**Task directions**:
Pick each line that has "Internal" out of the records.

**Information shown**:
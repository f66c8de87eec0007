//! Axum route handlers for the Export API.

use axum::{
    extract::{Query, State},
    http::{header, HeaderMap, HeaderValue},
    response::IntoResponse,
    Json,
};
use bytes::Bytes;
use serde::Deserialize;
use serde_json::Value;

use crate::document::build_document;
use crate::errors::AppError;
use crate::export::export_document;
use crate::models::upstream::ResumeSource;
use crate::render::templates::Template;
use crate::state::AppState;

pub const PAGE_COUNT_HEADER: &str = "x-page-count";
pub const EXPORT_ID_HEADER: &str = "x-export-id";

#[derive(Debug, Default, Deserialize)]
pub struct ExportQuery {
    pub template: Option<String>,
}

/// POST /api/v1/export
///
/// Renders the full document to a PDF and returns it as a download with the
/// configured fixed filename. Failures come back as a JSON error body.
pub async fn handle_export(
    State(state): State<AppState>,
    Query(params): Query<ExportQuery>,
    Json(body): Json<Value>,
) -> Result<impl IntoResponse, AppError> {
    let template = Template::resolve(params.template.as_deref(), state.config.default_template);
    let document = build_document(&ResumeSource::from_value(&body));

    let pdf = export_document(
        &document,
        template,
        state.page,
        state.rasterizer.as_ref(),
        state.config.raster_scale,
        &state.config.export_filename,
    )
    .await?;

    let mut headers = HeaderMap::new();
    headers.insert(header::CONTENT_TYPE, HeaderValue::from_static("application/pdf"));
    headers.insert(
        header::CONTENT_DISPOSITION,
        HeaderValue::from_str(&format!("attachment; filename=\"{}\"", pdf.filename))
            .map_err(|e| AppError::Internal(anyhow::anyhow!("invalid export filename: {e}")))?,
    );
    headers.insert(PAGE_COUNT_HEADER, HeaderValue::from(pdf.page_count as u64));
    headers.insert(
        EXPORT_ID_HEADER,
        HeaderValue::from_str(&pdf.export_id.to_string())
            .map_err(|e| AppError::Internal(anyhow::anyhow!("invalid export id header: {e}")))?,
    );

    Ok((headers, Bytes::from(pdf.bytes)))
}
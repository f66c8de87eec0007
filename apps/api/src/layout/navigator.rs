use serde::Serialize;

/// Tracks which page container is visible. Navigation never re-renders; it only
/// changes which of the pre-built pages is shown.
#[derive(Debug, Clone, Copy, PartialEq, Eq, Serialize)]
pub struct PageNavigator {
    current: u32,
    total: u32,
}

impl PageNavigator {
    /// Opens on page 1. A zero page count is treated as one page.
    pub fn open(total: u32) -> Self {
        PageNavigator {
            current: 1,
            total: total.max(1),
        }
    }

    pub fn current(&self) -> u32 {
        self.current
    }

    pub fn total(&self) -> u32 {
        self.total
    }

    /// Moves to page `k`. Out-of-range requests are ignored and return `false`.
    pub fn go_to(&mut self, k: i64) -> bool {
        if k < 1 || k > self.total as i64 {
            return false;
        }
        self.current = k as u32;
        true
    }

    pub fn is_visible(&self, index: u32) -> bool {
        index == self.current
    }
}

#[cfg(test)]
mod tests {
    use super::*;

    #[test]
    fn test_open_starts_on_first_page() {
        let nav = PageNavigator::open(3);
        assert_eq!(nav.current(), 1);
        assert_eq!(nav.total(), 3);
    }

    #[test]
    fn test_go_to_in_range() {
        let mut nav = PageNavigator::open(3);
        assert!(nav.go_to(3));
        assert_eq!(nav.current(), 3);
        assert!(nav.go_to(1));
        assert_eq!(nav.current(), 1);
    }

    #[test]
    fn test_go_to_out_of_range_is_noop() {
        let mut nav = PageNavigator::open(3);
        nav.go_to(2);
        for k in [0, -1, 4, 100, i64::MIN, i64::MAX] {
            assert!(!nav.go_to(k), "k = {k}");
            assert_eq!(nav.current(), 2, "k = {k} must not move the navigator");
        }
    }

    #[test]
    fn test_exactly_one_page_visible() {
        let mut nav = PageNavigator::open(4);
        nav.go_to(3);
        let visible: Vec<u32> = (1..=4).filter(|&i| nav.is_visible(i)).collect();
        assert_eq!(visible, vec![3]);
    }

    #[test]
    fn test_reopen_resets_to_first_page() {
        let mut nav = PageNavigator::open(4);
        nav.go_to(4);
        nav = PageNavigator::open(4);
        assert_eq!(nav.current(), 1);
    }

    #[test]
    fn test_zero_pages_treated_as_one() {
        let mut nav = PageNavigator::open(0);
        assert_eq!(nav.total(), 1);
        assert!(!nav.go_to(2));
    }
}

**Written solution**:
            .map_err(|e| AppError::Internal(anyhow::anyhow!("invalid export filename: {e}")))?,
            .map_err(|e| AppError::Internal(anyhow::anyhow!("invalid export id header: {e}")))?,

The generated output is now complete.